* _What you will do_
Below are the records. Gather each line that holds "SearchConfig".

---------- Data to process

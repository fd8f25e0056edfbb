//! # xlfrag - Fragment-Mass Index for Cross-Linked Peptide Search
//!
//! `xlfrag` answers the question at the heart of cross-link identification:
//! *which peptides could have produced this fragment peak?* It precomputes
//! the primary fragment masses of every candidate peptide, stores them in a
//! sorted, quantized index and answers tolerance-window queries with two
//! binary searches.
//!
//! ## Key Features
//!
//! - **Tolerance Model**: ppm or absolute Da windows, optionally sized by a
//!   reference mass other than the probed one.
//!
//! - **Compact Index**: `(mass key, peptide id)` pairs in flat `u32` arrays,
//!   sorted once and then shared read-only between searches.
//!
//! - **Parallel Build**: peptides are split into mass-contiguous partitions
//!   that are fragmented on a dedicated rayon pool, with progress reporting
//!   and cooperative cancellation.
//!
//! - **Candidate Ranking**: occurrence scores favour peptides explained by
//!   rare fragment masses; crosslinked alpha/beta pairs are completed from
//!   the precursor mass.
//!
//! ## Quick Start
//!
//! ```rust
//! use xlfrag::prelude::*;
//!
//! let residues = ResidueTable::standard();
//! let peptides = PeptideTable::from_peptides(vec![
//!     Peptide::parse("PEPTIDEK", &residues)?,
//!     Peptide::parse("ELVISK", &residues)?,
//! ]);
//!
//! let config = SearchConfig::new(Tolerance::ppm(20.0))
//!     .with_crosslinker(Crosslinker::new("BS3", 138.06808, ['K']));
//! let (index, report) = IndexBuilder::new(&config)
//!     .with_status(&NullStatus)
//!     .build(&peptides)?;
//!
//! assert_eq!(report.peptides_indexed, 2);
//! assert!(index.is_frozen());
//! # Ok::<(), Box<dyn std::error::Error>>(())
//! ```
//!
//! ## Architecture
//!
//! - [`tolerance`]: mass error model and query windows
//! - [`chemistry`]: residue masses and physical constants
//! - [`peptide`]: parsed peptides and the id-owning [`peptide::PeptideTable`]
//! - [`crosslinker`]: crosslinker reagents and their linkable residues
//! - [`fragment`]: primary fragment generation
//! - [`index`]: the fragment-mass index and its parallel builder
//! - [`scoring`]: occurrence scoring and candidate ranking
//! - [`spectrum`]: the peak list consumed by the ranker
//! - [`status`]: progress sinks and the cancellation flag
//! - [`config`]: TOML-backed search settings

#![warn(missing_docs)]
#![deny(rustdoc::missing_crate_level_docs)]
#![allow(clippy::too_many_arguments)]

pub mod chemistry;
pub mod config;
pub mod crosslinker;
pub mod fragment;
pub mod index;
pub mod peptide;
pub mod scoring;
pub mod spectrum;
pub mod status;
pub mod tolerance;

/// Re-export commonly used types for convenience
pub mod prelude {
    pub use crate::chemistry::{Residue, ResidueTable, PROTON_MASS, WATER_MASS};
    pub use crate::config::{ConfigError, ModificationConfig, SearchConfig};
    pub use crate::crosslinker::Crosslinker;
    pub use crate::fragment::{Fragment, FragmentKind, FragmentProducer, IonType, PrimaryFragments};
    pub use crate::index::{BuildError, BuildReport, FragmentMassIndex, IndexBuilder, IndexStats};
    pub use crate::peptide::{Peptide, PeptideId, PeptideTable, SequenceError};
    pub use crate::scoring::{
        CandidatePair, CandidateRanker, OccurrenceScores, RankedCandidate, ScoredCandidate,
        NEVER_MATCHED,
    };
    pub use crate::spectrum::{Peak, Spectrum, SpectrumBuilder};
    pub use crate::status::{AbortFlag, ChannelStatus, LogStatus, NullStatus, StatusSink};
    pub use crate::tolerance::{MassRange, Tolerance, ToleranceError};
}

--------------------
---------- Data to process

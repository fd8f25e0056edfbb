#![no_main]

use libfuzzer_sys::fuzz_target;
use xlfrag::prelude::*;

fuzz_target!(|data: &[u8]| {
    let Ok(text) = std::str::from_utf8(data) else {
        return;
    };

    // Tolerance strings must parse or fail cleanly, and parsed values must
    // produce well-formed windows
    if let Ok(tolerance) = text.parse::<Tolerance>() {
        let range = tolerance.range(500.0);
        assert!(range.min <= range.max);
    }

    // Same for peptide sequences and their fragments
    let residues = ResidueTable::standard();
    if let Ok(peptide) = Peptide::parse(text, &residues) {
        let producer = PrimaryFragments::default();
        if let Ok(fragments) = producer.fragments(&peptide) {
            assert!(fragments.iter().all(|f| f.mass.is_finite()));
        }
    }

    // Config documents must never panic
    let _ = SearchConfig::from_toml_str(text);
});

--------------------
---------- Data to process

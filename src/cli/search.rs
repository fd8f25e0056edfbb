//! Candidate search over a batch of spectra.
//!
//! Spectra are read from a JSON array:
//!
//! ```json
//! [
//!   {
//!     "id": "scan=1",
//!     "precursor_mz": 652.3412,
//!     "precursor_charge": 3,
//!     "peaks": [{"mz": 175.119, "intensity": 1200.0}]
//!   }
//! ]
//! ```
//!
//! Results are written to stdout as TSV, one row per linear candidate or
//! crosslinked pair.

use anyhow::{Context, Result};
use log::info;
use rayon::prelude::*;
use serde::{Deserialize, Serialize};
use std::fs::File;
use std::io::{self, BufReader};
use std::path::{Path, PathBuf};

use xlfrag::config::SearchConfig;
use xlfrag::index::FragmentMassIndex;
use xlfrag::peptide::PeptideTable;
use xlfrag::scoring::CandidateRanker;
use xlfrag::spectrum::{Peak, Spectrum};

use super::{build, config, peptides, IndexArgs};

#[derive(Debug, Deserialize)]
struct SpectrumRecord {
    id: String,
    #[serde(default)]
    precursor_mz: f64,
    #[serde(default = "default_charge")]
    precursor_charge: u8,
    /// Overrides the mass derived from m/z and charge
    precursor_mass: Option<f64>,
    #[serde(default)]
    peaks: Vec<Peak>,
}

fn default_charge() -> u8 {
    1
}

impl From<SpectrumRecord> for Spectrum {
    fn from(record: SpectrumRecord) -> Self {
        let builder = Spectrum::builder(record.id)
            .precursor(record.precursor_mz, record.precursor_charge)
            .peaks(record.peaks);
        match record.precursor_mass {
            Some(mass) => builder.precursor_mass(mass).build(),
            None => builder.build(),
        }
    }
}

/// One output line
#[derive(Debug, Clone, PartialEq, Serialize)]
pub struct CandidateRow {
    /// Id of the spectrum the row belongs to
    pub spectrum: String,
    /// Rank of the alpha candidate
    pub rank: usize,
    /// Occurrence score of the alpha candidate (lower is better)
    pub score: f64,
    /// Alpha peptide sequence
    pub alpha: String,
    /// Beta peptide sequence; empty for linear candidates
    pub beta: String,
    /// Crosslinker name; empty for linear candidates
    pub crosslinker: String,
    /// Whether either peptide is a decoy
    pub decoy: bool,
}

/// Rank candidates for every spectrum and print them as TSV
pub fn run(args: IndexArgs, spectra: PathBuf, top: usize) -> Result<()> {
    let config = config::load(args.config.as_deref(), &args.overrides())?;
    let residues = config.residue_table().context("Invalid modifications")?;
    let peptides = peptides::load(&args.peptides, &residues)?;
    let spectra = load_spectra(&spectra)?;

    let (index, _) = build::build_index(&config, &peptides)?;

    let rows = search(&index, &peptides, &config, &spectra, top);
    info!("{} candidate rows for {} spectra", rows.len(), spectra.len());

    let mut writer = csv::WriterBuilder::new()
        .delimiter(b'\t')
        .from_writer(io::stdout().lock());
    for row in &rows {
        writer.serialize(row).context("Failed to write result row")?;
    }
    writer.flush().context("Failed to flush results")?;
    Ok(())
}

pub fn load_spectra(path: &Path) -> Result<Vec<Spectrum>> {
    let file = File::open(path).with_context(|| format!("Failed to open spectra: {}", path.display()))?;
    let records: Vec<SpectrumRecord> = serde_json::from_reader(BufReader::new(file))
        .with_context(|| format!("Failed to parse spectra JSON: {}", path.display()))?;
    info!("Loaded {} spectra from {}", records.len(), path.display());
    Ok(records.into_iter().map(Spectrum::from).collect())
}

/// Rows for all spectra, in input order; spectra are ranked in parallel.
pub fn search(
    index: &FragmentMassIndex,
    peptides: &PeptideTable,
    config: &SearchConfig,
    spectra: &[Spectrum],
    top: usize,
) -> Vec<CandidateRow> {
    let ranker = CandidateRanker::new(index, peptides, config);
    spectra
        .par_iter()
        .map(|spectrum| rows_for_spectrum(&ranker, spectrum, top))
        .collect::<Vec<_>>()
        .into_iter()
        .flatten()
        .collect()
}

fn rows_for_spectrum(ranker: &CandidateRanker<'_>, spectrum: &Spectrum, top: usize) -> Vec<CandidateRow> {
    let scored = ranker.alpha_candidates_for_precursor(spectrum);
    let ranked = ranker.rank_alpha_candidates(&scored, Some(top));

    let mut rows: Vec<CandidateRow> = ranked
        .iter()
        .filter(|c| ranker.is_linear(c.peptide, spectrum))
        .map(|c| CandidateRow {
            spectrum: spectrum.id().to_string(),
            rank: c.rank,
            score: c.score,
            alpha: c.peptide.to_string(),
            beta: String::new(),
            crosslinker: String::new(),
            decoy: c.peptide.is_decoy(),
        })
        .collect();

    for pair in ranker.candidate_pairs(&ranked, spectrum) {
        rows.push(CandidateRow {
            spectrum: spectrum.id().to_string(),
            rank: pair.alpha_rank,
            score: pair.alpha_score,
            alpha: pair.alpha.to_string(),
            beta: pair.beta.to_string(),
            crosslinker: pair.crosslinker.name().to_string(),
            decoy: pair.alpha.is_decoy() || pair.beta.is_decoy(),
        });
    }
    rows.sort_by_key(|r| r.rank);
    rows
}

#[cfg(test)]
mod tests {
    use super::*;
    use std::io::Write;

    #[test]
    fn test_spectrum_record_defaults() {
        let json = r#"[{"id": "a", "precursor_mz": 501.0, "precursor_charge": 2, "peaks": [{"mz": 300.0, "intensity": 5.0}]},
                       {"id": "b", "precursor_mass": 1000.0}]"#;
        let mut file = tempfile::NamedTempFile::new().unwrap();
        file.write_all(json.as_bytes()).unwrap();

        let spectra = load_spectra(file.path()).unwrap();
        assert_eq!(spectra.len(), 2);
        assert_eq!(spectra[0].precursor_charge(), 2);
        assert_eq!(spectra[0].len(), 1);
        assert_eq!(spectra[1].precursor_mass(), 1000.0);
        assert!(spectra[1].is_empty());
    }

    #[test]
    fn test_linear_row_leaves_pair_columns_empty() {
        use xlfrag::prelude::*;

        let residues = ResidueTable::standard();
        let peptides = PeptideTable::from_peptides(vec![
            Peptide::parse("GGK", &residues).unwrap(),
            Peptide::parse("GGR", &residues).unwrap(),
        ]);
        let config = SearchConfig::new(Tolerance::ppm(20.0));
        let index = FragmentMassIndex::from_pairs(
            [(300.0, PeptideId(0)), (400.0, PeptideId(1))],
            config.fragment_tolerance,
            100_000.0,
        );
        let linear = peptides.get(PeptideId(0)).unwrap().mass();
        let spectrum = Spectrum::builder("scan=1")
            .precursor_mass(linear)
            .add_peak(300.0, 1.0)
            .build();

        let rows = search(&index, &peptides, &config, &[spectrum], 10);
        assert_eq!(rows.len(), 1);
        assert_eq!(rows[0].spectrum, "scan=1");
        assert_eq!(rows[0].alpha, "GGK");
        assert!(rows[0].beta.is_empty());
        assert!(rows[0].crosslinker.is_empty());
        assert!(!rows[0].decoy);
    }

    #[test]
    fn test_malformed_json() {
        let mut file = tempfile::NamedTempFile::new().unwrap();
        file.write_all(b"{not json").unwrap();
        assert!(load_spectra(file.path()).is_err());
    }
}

--------------------

* _Exercise response_
//! let config = SearchConfig::new(Tolerance::ppm(20.0))
    pub use crate::config::{ConfigError, ModificationConfig, SearchConfig};
    let _ = SearchConfig::from_toml_str(text);
use xlfrag::config::SearchConfig;
    config: &SearchConfig,
        let config = SearchConfig::new(Tolerance::ppm(20.0));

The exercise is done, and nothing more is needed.